The Sourcefire Intrusion Detection System TOE are Intrusion Detection appliances that combine open-source and proprietary technology to create a scalable and flexible IDS. SFIDS is used to monitor incoming (and outgoing) network traffic, generally from outside the firewall. All packets on the monitored network are scanned and then compared against a set of rules to determine whether inappropriate traffic, such as system attacks, is being passed over the network. The system then notifies administrators of these attempts.
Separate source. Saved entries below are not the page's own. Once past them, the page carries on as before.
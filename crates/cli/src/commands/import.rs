//! `kbscope import` — Load rows from a JSONL or JSON file into SQLite.

use kbscope_config::AppConfig;
use kbscope_core::knowledge::coerce_rows;
use kbscope_knowledge::{FileSource, SqliteSource};
use std::path::PathBuf;
use tracing::info;

pub async fn run(file: PathBuf, db: Option<PathBuf>) -> Result<(), Box<dyn std::error::Error>> {
    let db_path = match db {
        Some(path) => path,
        None => {
            let config = AppConfig::load().map_err(|e| format!("Failed to load config: {e}"))?;
            if config.knowledge.source != "sqlite" {
                return Err(format!(
                    "knowledge.source is \"{}\"; pass --db to choose a database",
                    config.knowledge.source
                )
                .into());
            }
            config
                .knowledge
                .resolved_path()
                .ok_or("No SQLite path configured")?
        }
    };

    let content = tokio::fs::read_to_string(&file)
        .await
        .map_err(|e| format!("Failed to read {}: {e}", file.display()))?;
    let raw = FileSource::parse(&content)?;
    let parsed = raw.len();
    let rows = coerce_rows(&file.display().to_string(), raw);

    let store = SqliteSource::new(&db_path.to_string_lossy()).await?;
    let inserted = store.import(&rows).await?;
    let total = store.count().await?;

    info!(file = %file.display(), parsed, inserted, total, "Import finished");

    println!("📥 Imported {inserted} rows into {}", db_path.display());
    if inserted < parsed {
        println!("   ⚠️  {} rows skipped (missing project, type or content)", parsed - inserted);
    }
    println!("   Database now holds {total} rows");

    Ok(())
}
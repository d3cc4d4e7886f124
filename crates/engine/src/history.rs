//! Conversation history normalization.
//!
//! The history arrives as arbitrary JSON from the request payload. Anything
//! that is not an array is treated as "no history". Each element is coerced:
//! role is `assistant` only on an exact match, otherwise `user`; content is
//! turned into text and trimmed; turns left empty are dropped. The bounded
//! result keeps only the most recent turns.

use kbscope_core::message::{ConversationMessage, Role};
use serde_json::Value;
use tracing::debug;

/// Map raw history into canonical messages, preserving order.
pub fn normalize(raw: &Value) -> Vec<ConversationMessage> {
    let Some(items) = raw.as_array() else {
        if !raw.is_null() {
            debug!("History is not an array, ignoring it");
        }
        return Vec::new();
    };

    items.iter().filter_map(normalize_entry).collect()
}

/// Keep the last `max_count` messages in their original order.
pub fn truncate(mut messages: Vec<ConversationMessage>, max_count: usize) -> Vec<ConversationMessage> {
    let skip = messages.len().saturating_sub(max_count);
    messages.split_off(skip)
}

/// [`normalize`] followed by [`truncate`].
pub fn normalize_bounded(raw: &Value, max_count: usize) -> Vec<ConversationMessage> {
    truncate(normalize(raw), max_count)
}

fn normalize_entry(item: &Value) -> Option<ConversationMessage> {
    let role = item
        .get("role")
        .and_then(Value::as_str)
        .map(Role::from_raw)
        .unwrap_or_default();

    let content = item.get("content").map(content_text).unwrap_or_default();
    let content = content.trim();
    if content.is_empty() {
        return None;
    }

    Some(ConversationMessage {
        role,
        content: content.to_string(),
    })
}

fn content_text(value: &Value) -> String {
    match value {
        Value::Null => String::new(),
        Value::String(s) => s.clone(),
        other => other.to_string(),
    }
}
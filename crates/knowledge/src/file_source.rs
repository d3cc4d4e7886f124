//! File-based knowledge source — JSON-lines or JSON array.
//!
//! Each line (JSONL) or array element (JSON) is one raw knowledge row.
//! Row order is file order. Lines that are not valid JSON, and rows missing
//! a required field, are skipped with a warning.
//!
//! Storage location is configured via `knowledge.path`; there is no default.

use async_trait::async_trait;
use kbscope_core::error::KnowledgeError;
use kbscope_core::knowledge::{coerce_rows, KnowledgeRow, KnowledgeSource, RawKnowledgeRow};
use std::path::PathBuf;
use tracing::{debug, warn};

/// A read-only source backed by a JSONL or JSON file.
///
/// The file is read on every `fetch_all`; caching is the store's job.
pub struct FileSource {
    path: PathBuf,
}

impl FileSource {
    pub fn new(path: impl Into<PathBuf>) -> Self {
        Self { path: path.into() }
    }

    pub fn path(&self) -> &PathBuf {
        &self.path
    }

    /// Parse file content into raw rows.
    ///
    /// Content starting with `[` is treated as a JSON array, anything else as
    /// JSON lines.
    pub fn parse(content: &str) -> Result<Vec<RawKnowledgeRow>, KnowledgeError> {
        if content.trim_start().starts_with('[') {
            let values: Vec<serde_json::Value> = serde_json::from_str(content)
                .map_err(|e| KnowledgeError::Storage(format!("Invalid JSON array: {e}")))?;
            return Ok(values
                .into_iter()
                .enumerate()
                .filter_map(|(index, value)| {
                    match serde_json::from_value::<RawKnowledgeRow>(value) {
                        Ok(row) => Some(row),
                        Err(e) => {
                            warn!(index, error = %e, "Skipping unreadable knowledge element");
                            None
                        }
                    }
                })
                .collect());
        }

        Ok(content
            .lines()
            .enumerate()
            .filter(|(_, line)| !line.trim().is_empty())
            .filter_map(|(line_no, line)| {
                match serde_json::from_str::<RawKnowledgeRow>(line) {
                    Ok(row) => Some(row),
                    Err(e) => {
                        warn!(line = line_no + 1, error = %e, "Skipping corrupted knowledge line");
                        None
                    }
                }
            })
            .collect())
    }
}

#[async_trait]
impl KnowledgeSource for FileSource {
    fn name(&self) -> &str {
        "file"
    }

    async fn fetch_all(&self) -> Result<Vec<KnowledgeRow>, KnowledgeError> {
        let content = tokio::fs::read_to_string(&self.path).await.map_err(|e| {
            KnowledgeError::Unavailable(format!(
                "Failed to read {}: {e}",
                self.path.display()
            ))
        })?;

        let raw = Self::parse(&content)?;
        let rows = coerce_rows("file", raw);
        debug!(path = %self.path.display(), count = rows.len(), "Knowledge file read");
        Ok(rows)
    }
}

#[cfg(test)]
mod tests {
    use super::*;
    use std::io::Write;
    use tempfile::NamedTempFile;

    #[tokio::test]
    async fn reads_jsonl_in_file_order() {
        let mut tmp = NamedTempFile::new().unwrap();
        writeln!(tmp, r#"{{"id":1,"project":"jascore_1_0","contentType":"summary","content":"Scoring engine"}}"#).unwrap();
        writeln!(tmp).unwrap();
        writeln!(tmp, r#"{{"id":2,"project":"loom","content_type":"method","content":"Weaving","tags":["textile","craft"]}}"#).unwrap();

        let source = FileSource::new(tmp.path());
        let rows = source.fetch_all().await.unwrap();
        assert_eq!(rows.len(), 2);
        assert_eq!(rows[0].project, "jascore_1_0");
        assert_eq!(rows[1].tags.as_deref(), Some("textile, craft"));
    }

    #[tokio::test]
    async fn reads_json_array() {
        let mut tmp = NamedTempFile::new().unwrap();
        write!(
            tmp,
            r#"[
                {{"project":"a","contentType":"outcome","content":"one"}},
                {{"project":"b","contentType":"outcome","content":"two"}}
            ]"#
        )
        .unwrap();

        let rows = FileSource::new(tmp.path()).fetch_all().await.unwrap();
        let projects: Vec<&str> = rows.iter().map(|r| r.project.as_str()).collect();
        assert_eq!(projects, vec!["a", "b"]);
    }

    #[tokio::test]
    async fn handles_corrupted_lines() {
        let mut tmp = NamedTempFile::new().unwrap();
        writeln!(tmp, r#"{{"project":"a","contentType":"summary","content":"valid"}}"#).unwrap();
        writeln!(tmp, "this is not json").unwrap();
        writeln!(tmp, r#"{{"project":"b","contentType":"summary"}}"#).unwrap();
        writeln!(tmp, r#"{{"project":"c","contentType":"summary","content":"also valid"}}"#).unwrap();

        let rows = FileSource::new(tmp.path()).fetch_all().await.unwrap();
        // The unparseable line and the row missing content are both skipped
        assert_eq!(rows.len(), 2);
        assert_eq!(rows[1].project, "c");
    }

    #[tokio::test]
    async fn missing_file_is_unavailable() {
        let path = PathBuf::from("/tmp/kbscope_test_nonexistent_knowledge.jsonl");
        let _ = std::fs::remove_file(&path);

        let err = FileSource::new(path).fetch_all().await.unwrap_err();
        assert!(matches!(err, KnowledgeError::Unavailable(_)));
    }

    #[test]
    fn broken_json_array_is_a_storage_error() {
        let err = FileSource::parse("[{\"project\": ").unwrap_err();
        assert!(matches!(err, KnowledgeError::Storage(_)));
    }
}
SECURITY EVALUATION SUMMARY

The evaluation was carried out in accordance with the Common Criteria Evaluation and Validation Scheme (CCEVS) process and scheme. The criteria against which the Sourcefire TOE was judged are described in the Common Criteria for Information Technology Security Evaluation, Version 2.1 and International Interpretations effective on 19, February 2003. The evaluation methodology used by the evaluation team to conduct the evaluation is the Common Methodology for Information Technology Security Evaluation, Version 1.0. Science Applications International Corporation (SAIC) determined that the evaluation assurance level (EAL) for the product is EAL 2 family of assurance requirements. The product, when configured as specified in the installation guides and user guides, satisfies all of the security functional requirements stated in the Sourcefire Intrusion Detection System Security Target. A validator on behalf of the CCEVS Validation Body monitored the evaluation carried out by SAIC. The evaluation was completed in May 2005. Results of the evaluation can be found in the Common Criteria Evaluation and Validation Scheme Validation Report for Sourcefire Intrusion Detection System, prepared by CCEVS.

ENVIRONMENTAL STRENGTHS

The Sourcefire Intrusion Detection System is a commercial intrusion detection product that provides intrusion detection, identification and authentication, audit, protection of security functions and security management.